Dataset entries:
_ _ _
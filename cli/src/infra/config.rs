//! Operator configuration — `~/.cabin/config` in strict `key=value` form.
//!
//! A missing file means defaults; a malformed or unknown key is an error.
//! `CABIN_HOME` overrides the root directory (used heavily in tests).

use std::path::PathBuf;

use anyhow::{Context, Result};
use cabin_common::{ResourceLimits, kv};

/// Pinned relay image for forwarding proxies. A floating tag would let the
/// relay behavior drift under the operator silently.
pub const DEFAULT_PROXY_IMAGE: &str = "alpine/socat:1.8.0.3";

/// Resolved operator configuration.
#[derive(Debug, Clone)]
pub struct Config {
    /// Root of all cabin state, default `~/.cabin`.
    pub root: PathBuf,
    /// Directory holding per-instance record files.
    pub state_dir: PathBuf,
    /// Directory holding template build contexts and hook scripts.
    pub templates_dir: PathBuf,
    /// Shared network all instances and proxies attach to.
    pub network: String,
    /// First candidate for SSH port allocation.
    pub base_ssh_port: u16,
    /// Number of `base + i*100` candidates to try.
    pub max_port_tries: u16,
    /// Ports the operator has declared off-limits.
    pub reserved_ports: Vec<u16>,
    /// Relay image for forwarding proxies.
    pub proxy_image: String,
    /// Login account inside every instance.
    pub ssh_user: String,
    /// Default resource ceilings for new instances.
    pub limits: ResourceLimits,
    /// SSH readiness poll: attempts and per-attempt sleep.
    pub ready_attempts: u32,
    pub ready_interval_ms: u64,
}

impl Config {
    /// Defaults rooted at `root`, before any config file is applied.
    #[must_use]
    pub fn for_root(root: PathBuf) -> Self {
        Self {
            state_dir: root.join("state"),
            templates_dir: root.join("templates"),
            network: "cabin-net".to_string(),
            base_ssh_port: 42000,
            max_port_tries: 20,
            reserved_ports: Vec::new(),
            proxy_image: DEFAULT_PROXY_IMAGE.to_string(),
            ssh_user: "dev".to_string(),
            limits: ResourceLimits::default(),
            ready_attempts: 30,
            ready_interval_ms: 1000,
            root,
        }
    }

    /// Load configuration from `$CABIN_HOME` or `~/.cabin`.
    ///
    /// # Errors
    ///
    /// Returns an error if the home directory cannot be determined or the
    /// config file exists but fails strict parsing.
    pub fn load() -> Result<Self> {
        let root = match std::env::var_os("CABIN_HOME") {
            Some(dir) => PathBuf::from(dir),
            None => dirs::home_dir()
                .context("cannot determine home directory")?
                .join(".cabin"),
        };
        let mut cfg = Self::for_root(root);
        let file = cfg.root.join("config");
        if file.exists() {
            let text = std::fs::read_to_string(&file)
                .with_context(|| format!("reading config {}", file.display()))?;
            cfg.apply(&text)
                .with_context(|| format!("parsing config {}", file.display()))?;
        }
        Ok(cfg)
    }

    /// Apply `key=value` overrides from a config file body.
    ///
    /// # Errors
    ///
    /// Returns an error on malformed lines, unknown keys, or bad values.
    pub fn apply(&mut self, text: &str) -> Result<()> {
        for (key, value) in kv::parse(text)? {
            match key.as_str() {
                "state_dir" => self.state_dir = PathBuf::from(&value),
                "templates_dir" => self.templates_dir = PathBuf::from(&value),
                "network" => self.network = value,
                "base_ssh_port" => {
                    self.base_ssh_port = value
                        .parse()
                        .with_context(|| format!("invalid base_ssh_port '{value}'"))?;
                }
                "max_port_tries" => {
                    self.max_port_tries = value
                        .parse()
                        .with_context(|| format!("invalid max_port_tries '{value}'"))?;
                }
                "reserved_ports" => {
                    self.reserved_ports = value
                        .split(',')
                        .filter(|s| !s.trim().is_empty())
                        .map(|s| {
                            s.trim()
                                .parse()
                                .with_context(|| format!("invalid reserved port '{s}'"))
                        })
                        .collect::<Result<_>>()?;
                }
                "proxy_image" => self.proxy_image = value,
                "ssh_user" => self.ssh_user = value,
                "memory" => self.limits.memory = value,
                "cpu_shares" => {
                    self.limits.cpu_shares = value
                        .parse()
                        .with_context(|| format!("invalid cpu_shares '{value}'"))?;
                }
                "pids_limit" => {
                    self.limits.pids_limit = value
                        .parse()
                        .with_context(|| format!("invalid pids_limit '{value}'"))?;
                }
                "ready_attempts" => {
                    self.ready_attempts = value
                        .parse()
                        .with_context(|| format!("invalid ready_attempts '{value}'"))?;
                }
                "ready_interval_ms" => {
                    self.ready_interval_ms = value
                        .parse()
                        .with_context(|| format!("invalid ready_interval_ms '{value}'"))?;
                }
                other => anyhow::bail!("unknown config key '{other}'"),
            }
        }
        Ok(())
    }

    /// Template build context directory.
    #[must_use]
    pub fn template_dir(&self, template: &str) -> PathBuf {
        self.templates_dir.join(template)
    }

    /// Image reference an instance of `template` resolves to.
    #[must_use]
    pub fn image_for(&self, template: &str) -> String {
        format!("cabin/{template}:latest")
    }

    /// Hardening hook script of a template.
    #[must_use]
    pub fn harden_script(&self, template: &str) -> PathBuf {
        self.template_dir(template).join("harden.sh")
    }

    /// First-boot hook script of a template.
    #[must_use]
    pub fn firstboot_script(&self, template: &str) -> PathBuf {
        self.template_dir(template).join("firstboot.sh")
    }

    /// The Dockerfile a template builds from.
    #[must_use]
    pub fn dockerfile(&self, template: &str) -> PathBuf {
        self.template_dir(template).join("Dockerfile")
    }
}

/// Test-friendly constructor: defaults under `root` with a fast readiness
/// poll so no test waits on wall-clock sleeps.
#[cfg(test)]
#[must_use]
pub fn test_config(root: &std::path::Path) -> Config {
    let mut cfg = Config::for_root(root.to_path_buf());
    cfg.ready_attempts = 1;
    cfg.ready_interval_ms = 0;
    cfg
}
_ _ _
Exercise directions: Print the data above exactly as it was provided.

Reply:
filename cli/src/infra/config.rs
//! Operator configuration — `~/.cabin/config` in strict `key=value` form.
//!
//! A missing file means defaults; a malformed or unknown key is an error.
//! `CABIN_HOME` overrides the root directory (used heavily in tests).

use std::path::PathBuf;

use anyhow::{Context, Result};
use cabin_common::{ResourceLimits, kv};

/// Pinned relay image for forwarding proxies. A floating tag would let the
/// relay behavior drift under the operator silently.
pub const DEFAULT_PROXY_IMAGE: &str = "alpine/socat:1.8.0.3";

/// Resolved operator configuration.
#[derive(Debug, Clone)]
pub struct Config {
    /// Root of all cabin state, default `~/.cabin`.
    pub root: PathBuf,
    /// Directory holding per-instance record files.
    pub state_dir: PathBuf,
    /// Directory holding template build contexts and hook scripts.
    pub templates_dir: PathBuf,
    /// Shared network all instances and proxies attach to.
    pub network: String,
    /// First candidate for SSH port allocation.
    pub base_ssh_port: u16,
    /// Number of `base + i*100` candidates to try.
    pub max_port_tries: u16,
    /// Ports the operator has declared off-limits.
    pub reserved_ports: Vec<u16>,
    /// Relay image for forwarding proxies.
    pub proxy_image: String,
    /// Login account inside every instance.
    pub ssh_user: String,
    /// Default resource ceilings for new instances.
    pub limits: ResourceLimits,
    /// SSH readiness poll: attempts and per-attempt sleep.
    pub ready_attempts: u32,
    pub ready_interval_ms: u64,
}

impl Config {
    /// Defaults rooted at `root`, before any config file is applied.
    #[must_use]
    pub fn for_root(root: PathBuf) -> Self {
        Self {
            state_dir: root.join("state"),
            templates_dir: root.join("templates"),
            network: "cabin-net".to_string(),
            base_ssh_port: 42000,
            max_port_tries: 20,
            reserved_ports: Vec::new(),
            proxy_image: DEFAULT_PROXY_IMAGE.to_string(),
            ssh_user: "dev".to_string(),
            limits: ResourceLimits::default(),
            ready_attempts: 30,
            ready_interval_ms: 1000,
            root,
        }
    }

    /// Load configuration from `$CABIN_HOME` or `~/.cabin`.
    ///
    /// # Errors
    ///
    /// Returns an error if the home directory cannot be determined or the
    /// config file exists but fails strict parsing.
    pub fn load() -> Result<Self> {
        let root = match std::env::var_os("CABIN_HOME") {
            Some(dir) => PathBuf::from(dir),
            None => dirs::home_dir()
                .context("cannot determine home directory")?
                .join(".cabin"),
        };
        let mut cfg = Self::for_root(root);
        let file = cfg.root.join("config");
        if file.exists() {
            let text = std::fs::read_to_string(&file)
                .with_context(|| format!("reading config {}", file.display()))?;
            cfg.apply(&text)
                .with_context(|| format!("parsing config {}", file.display()))?;
        }
        Ok(cfg)
    }

    /// Apply `key=value` overrides from a config file body.
    ///
    /// # Errors
    ///
    /// Returns an error on malformed lines, unknown keys, or bad values.
    pub fn apply(&mut self, text: &str) -> Result<()> {
        for (key, value) in kv::parse(text)? {
            match key.as_str() {
                "state_dir" => self.state_dir = PathBuf::from(&value),
                "templates_dir" => self.templates_dir = PathBuf::from(&value),
                "network" => self.network = value,
                "base_ssh_port" => {
                    self.base_ssh_port = value
                        .parse()
                        .with_context(|| format!("invalid base_ssh_port '{value}'"))?;
                }
                "max_port_tries" => {
                    self.max_port_tries = value
                        .parse()
                        .with_context(|| format!("invalid max_port_tries '{value}'"))?;
                }
                "reserved_ports" => {
                    self.reserved_ports = value
                        .split(',')
                        .filter(|s| !s.trim().is_empty())
                        .map(|s| {
                            s.trim()
                                .parse()
                                .with_context(|| format!("invalid reserved port '{s}'"))
                        })
                        .collect::<Result<_>>()?;
                }
                "proxy_image" => self.proxy_image = value,
                "ssh_user" => self.ssh_user = value,
                "memory" => self.limits.memory = value,
                "cpu_shares" => {
                    self.limits.cpu_shares = value
                        .parse()
                        .with_context(|| format!("invalid cpu_shares '{value}'"))?;
                }
                "pids_limit" => {
                    self.limits.pids_limit = value
                        .parse()
                        .with_context(|| format!("invalid pids_limit '{value}'"))?;
                }
                "ready_attempts" => {
                    self.ready_attempts = value
                        .parse()
                        .with_context(|| format!("invalid ready_attempts '{value}'"))?;
                }
                "ready_interval_ms" => {
                    self.ready_interval_ms = value
                        .parse()
                        .with_context(|| format!("invalid ready_interval_ms '{value}'"))?;
                }
                other => anyhow::bail!("unknown config key '{other}'"),
            }
        }
        Ok(())
    }

    /// Template build context directory.
    #[must_use]
    pub fn template_dir(&self, template: &str) -> PathBuf {
        self.templates_dir.join(template)
    }

    /// Image reference an instance of `template` resolves to.
    #[must_use]
    pub fn image_for(&self, template: &str) -> String {
        format!("cabin/{template}:latest")
    }

    /// Hardening hook script of a template.
    #[must_use]
    pub fn harden_script(&self, template: &str) -> PathBuf {
        self.template_dir(template).join("harden.sh")
    }

    /// First-boot hook script of a template.
    #[must_use]
    pub fn firstboot_script(&self, template: &str) -> PathBuf {
        self.template_dir(template).join("firstboot.sh")
    }

    /// The Dockerfile a template builds from.
    #[must_use]
    pub fn dockerfile(&self, template: &str) -> PathBuf {
        self.template_dir(template).join("Dockerfile")
    }
}

/// Test-friendly constructor: defaults under `root` with a fast readiness
/// poll so no test waits on wall-clock sleeps.
#[cfg(test)]
#[must_use]
pub fn test_config(root: &std::path::Path) -> Config {
    let mut cfg = Config::for_root(root.to_path_buf());
    cfg.ready_attempts = 1;
    cfg.ready_interval_ms = 0;
    cfg
}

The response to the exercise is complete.